◆ **Your goal**
When you write out the entries, keep every line exactly as it appears.

[Saved entries]
//! Storage abstraction trait
//!
//! This module defines the Storage trait that all storage backends must implement,
//! the optional capability traits some backends add on top of it, and the
//! error type shared by every backend.

use crate::naming::UploadHooks;
use crate::StorageBackend;
use async_trait::async_trait;
use bytes::Bytes;
use chrono::{DateTime, Utc};
use serde::Serialize;
use std::path::PathBuf;
use std::time::Duration;
use thiserror::Error;

pub type BoxError = Box<dyn std::error::Error + Send + Sync>;

/// Storage operation errors
#[derive(Debug, Error)]
pub enum StorageError {
    #[error("File not found: {0}")]
    NotFound(String),

    #[error("IO error at {}: {source}", .path.display())]
    Io {
        path: PathBuf,
        #[source]
        source: std::io::Error,
    },

    #[error("{backend} backend error for '{key}': {source}")]
    Backend {
        backend: StorageBackend,
        key: String,
        #[source]
        source: BoxError,
    },

    #[error("Storage backend '{backend}' is not available: enable the '{feature}' feature ({package})")]
    MissingDependency {
        backend: StorageBackend,
        feature: &'static str,
        package: &'static str,
    },

    #[error("Unsupported storage backend: {0}")]
    UnsupportedBackend(String),

    #[error("Invalid storage key: {0}")]
    InvalidKey(String),

    #[error("Validation failed: {0}")]
    Validation(String),

    #[error("Configuration error: {0}")]
    Config(String),

    #[error("Storage options are already initialized")]
    AlreadyInitialized,
}

impl StorageError {
    pub fn io(path: impl Into<PathBuf>, source: std::io::Error) -> Self {
        StorageError::Io {
            path: path.into(),
            source,
        }
    }

    pub fn is_not_found(&self) -> bool {
        matches!(self, StorageError::NotFound(_))
    }
}

/// Result type for storage operations
pub type StorageResult<T> = Result<T, StorageError>;

/// Metadata describing a stored file, returned by every write and copy.
#[derive(Debug, Clone, PartialEq, Serialize)]
pub struct UploadedFile {
    /// Leaf name, derived from the key
    pub file_name: String,
    /// Name supplied by the caller before any renaming
    pub original_name: String,
    /// Size in bytes as reported by the backend
    pub size: u64,
    pub mime_type: Option<String>,
    pub key: String,
    pub url: String,
    /// Backend-internal locator: filesystem path or object path
    pub full_path: String,
    #[serde(skip)]
    pub buffer: Option<Bytes>,
}

/// Per-call options for [`Storage::put_file`]
#[derive(Debug, Clone, Default)]
pub struct PutFileOptions {
    /// Name before renaming; defaults to the leaf of the key
    pub original_name: Option<String>,
    /// Content type hint, stored as-is
    pub mime_type: Option<String>,
    /// Return the written bytes in [`UploadedFile::buffer`]
    pub keep_buffer: bool,
}

impl PutFileOptions {
    pub fn new() -> Self {
        Self::default()
    }

    pub fn original_name(mut self, name: impl Into<String>) -> Self {
        self.original_name = Some(name.into());
        self
    }

    pub fn mime_type(mut self, mime_type: impl Into<String>) -> Self {
        self.mime_type = Some(mime_type.into());
        self
    }

    pub fn keep_buffer(mut self, keep: bool) -> Self {
        self.keep_buffer = keep;
        self
    }
}

/// Default validity of a signed URL
pub const DEFAULT_SIGNED_URL_EXPIRY: Duration = Duration::from_secs(60 * 60);

/// Maximum signed URL validity (7 days, the S3 limit)
pub const MAX_SIGNED_URL_EXPIRY: Duration = Duration::from_secs(7 * 24 * 60 * 60);

#[derive(Debug, Clone, Copy, PartialEq, Eq, Default)]
pub enum SignedProtocol {
    #[default]
    Https,
    HttpsAndHttp,
}

/// Caller overrides for signed URL generation
#[derive(Debug, Clone, Default)]
pub struct SignedUrlOptions {
    pub expires_in: Option<Duration>,
    /// Start of the validity window; backends that support it default to "now"
    pub starts_on: Option<DateTime<Utc>>,
    /// Backend permission string (e.g. "r" for Azure read-only)
    pub permissions: Option<String>,
    pub protocol: Option<SignedProtocol>,
}

impl SignedUrlOptions {
    pub fn expires_in(expires_in: Duration) -> Self {
        Self {
            expires_in: Some(expires_in),
            ..Self::default()
        }
    }

    /// Resolve the requested expiry, rejecting zero and anything above the maximum.
    pub fn validated_expiry(&self) -> StorageResult<Duration> {
        let expires_in = self.expires_in.unwrap_or(DEFAULT_SIGNED_URL_EXPIRY);
        if expires_in.is_zero() {
            return Err(StorageError::Validation(
                "Signed URL expiry must be greater than zero".to_string(),
            ));
        }
        if expires_in > MAX_SIGNED_URL_EXPIRY {
            return Err(StorageError::Validation(format!(
                "Signed URL expiry {:?} exceeds maximum allowed {:?}",
                expires_in, MAX_SIGNED_URL_EXPIRY
            )));
        }
        Ok(expires_in)
    }
}

/// Storage abstraction trait
///
/// All storage backends (local filesystem, S3, Azure) implement this trait so
/// that calling code can stay backend agnostic.
///
/// **Key format:** keys are forward-slash separated segments without a leading
/// slash, e.g. `2024/01/31/3f2a...-report.pdf`. See the crate root documentation.
#[async_trait]
pub trait Storage: Send + Sync {
    /// Write `data` under `key` and describe the stored file.
    async fn put_file(
        &self,
        data: Vec<u8>,
        key: &str,
        options: PutFileOptions,
    ) -> StorageResult<UploadedFile>;

    /// Read a file by its key
    async fn get_file(&self, key: &str) -> StorageResult<Vec<u8>>;

    /// Delete a file by its key
    async fn delete_file(&self, key: &str) -> StorageResult<()>;

    /// Copy a file to a new key, leaving the source in place
    async fn copy_file(&self, from_key: &str, to_key: &str) -> StorageResult<UploadedFile>;

    /// Check if a file exists
    async fn exists(&self, key: &str) -> StorageResult<bool>;

    /// Public URL of the file stored under `key`
    fn get_url(&self, key: &str) -> String;

    /// Get the storage backend type
    fn backend_type(&self) -> StorageBackend;

    /// Naming, placement and post-write hooks configured for this backend
    fn hooks(&self) -> &UploadHooks;

    /// Signed URL capability, if the backend has one
    fn as_signed_url(&self) -> Option<&dyn SignedUrlStorage> {
        None
    }

    /// Filesystem path capability, if the backend has one
    fn as_path_storage(&self) -> Option<&dyn PathStorage> {
        None
    }
}

/// Backends that can hand out time-limited URLs for private files
#[async_trait]
pub trait SignedUrlStorage: Send + Sync {
    async fn get_signed_url(&self, key: &str, options: SignedUrlOptions) -> StorageResult<String>;
}

/// Backends whose files live at a resolvable filesystem path
pub trait PathStorage: Send + Sync {
    fn path(&self, key: &str) -> StorageResult<PathBuf>;
}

◆ **Output**
//! Storage abstraction trait
//!
//! This module defines the Storage trait that all storage backends must implement,
//! the optional capability traits some backends add on top of it, and the
//! error type shared by every backend.

use crate::naming::UploadHooks;
use crate::StorageBackend;
use async_trait::async_trait;
use bytes::Bytes;
use chrono::{DateTime, Utc};
use serde::Serialize;
use std::path::PathBuf;
use std::time::Duration;
use thiserror::Error;

pub type BoxError = Box<dyn std::error::Error + Send + Sync>;

/// Storage operation errors
#[derive(Debug, Error)]
pub enum StorageError {
    #[error("File not found: {0}")]
    NotFound(String),

    #[error("IO error at {}: {source}", .path.display())]
    Io {
        path: PathBuf,
        #[source]
        source: std::io::Error,
    },

    #[error("{backend} backend error for '{key}': {source}")]
    Backend {
        backend: StorageBackend,
        key: String,
        #[source]
        source: BoxError,
    },

    #[error("Storage backend '{backend}' is not available: enable the '{feature}' feature ({package})")]
    MissingDependency {
        backend: StorageBackend,
        feature: &'static str,
        package: &'static str,
    },

    #[error("Unsupported storage backend: {0}")]
    UnsupportedBackend(String),

    #[error("Invalid storage key: {0}")]
    InvalidKey(String),

    #[error("Validation failed: {0}")]
    Validation(String),

    #[error("Configuration error: {0}")]
    Config(String),

    #[error("Storage options are already initialized")]
    AlreadyInitialized,
}

impl StorageError {
    pub fn io(path: impl Into<PathBuf>, source: std::io::Error) -> Self {
        StorageError::Io {
            path: path.into(),
            source,
        }
    }

    pub fn is_not_found(&self) -> bool {
        matches!(self, StorageError::NotFound(_))
    }
}

/// Result type for storage operations
pub type StorageResult<T> = Result<T, StorageError>;

/// Metadata describing a stored file, returned by every write and copy.
#[derive(Debug, Clone, PartialEq, Serialize)]
pub struct UploadedFile {
    /// Leaf name, derived from the key
    pub file_name: String,
    /// Name supplied by the caller before any renaming
    pub original_name: String,
    /// Size in bytes as reported by the backend
    pub size: u64,
    pub mime_type: Option<String>,
    pub key: String,
    pub url: String,
    /// Backend-internal locator: filesystem path or object path
    pub full_path: String,
    #[serde(skip)]
    pub buffer: Option<Bytes>,
}

/// Per-call options for [`Storage::put_file`]
#[derive(Debug, Clone, Default)]
pub struct PutFileOptions {
    /// Name before renaming; defaults to the leaf of the key
    pub original_name: Option<String>,
    /// Content type hint, stored as-is
    pub mime_type: Option<String>,
    /// Return the written bytes in [`UploadedFile::buffer`]
    pub keep_buffer: bool,
}

impl PutFileOptions {
    pub fn new() -> Self {
        Self::default()
    }

    pub fn original_name(mut self, name: impl Into<String>) -> Self {
        self.original_name = Some(name.into());
        self
    }

    pub fn mime_type(mut self, mime_type: impl Into<String>) -> Self {
        self.mime_type = Some(mime_type.into());
        self
    }

    pub fn keep_buffer(mut self, keep: bool) -> Self {
        self.keep_buffer = keep;
        self
    }
}

/// Default validity of a signed URL
pub const DEFAULT_SIGNED_URL_EXPIRY: Duration = Duration::from_secs(60 * 60);

/// Maximum signed URL validity (7 days, the S3 limit)
pub const MAX_SIGNED_URL_EXPIRY: Duration = Duration::from_secs(7 * 24 * 60 * 60);

#[derive(Debug, Clone, Copy, PartialEq, Eq, Default)]
pub enum SignedProtocol {
    #[default]
    Https,
    HttpsAndHttp,
}

/// Caller overrides for signed URL generation
#[derive(Debug, Clone, Default)]
pub struct SignedUrlOptions {
    pub expires_in: Option<Duration>,
    /// Start of the validity window; backends that support it default to "now"
    pub starts_on: Option<DateTime<Utc>>,
    /// Backend permission string (e.g. "r" for Azure read-only)
    pub permissions: Option<String>,
    pub protocol: Option<SignedProtocol>,
}

impl SignedUrlOptions {
    pub fn expires_in(expires_in: Duration) -> Self {
        Self {
            expires_in: Some(expires_in),
            ..Self::default()
        }
    }

    /// Resolve the requested expiry, rejecting zero and anything above the maximum.
    pub fn validated_expiry(&self) -> StorageResult<Duration> {
        let expires_in = self.expires_in.unwrap_or(DEFAULT_SIGNED_URL_EXPIRY);
        if expires_in.is_zero() {
            return Err(StorageError::Validation(
                "Signed URL expiry must be greater than zero".to_string(),
            ));
        }
        if expires_in > MAX_SIGNED_URL_EXPIRY {
            return Err(StorageError::Validation(format!(
                "Signed URL expiry {:?} exceeds maximum allowed {:?}",
                expires_in, MAX_SIGNED_URL_EXPIRY
            )));
        }
        Ok(expires_in)
    }
}

/// Storage abstraction trait
///
/// All storage backends (local filesystem, S3, Azure) implement this trait so
/// that calling code can stay backend agnostic.
///
/// **Key format:** keys are forward-slash separated segments without a leading
/// slash, e.g. `2024/01/31/3f2a...-report.pdf`. See the crate root documentation.
#[async_trait]
pub trait Storage: Send + Sync {
    /// Write `data` under `key` and describe the stored file.
    async fn put_file(
        &self,
        data: Vec<u8>,
        key: &str,
        options: PutFileOptions,
    ) -> StorageResult<UploadedFile>;

    /// Read a file by its key
    async fn get_file(&self, key: &str) -> StorageResult<Vec<u8>>;

    /// Delete a file by its key
    async fn delete_file(&self, key: &str) -> StorageResult<()>;

    /// Copy a file to a new key, leaving the source in place
    async fn copy_file(&self, from_key: &str, to_key: &str) -> StorageResult<UploadedFile>;

    /// Check if a file exists
    async fn exists(&self, key: &str) -> StorageResult<bool>;

    /// Public URL of the file stored under `key`
    fn get_url(&self, key: &str) -> String;

    /// Get the storage backend type
    fn backend_type(&self) -> StorageBackend;

    /// Naming, placement and post-write hooks configured for this backend
    fn hooks(&self) -> &UploadHooks;

    /// Signed URL capability, if the backend has one
    fn as_signed_url(&self) -> Option<&dyn SignedUrlStorage> {
        None
    }

    /// Filesystem path capability, if the backend has one
    fn as_path_storage(&self) -> Option<&dyn PathStorage> {
        None
    }
}

/// Backends that can hand out time-limited URLs for private files
#[async_trait]
pub trait SignedUrlStorage: Send + Sync {
    async fn get_signed_url(&self, key: &str, options: SignedUrlOptions) -> StorageResult<String>;
}

/// Backends whose files live at a resolvable filesystem path
pub trait PathStorage: Send + Sync {
    fn path(&self, key: &str) -> StorageResult<PathBuf>;
}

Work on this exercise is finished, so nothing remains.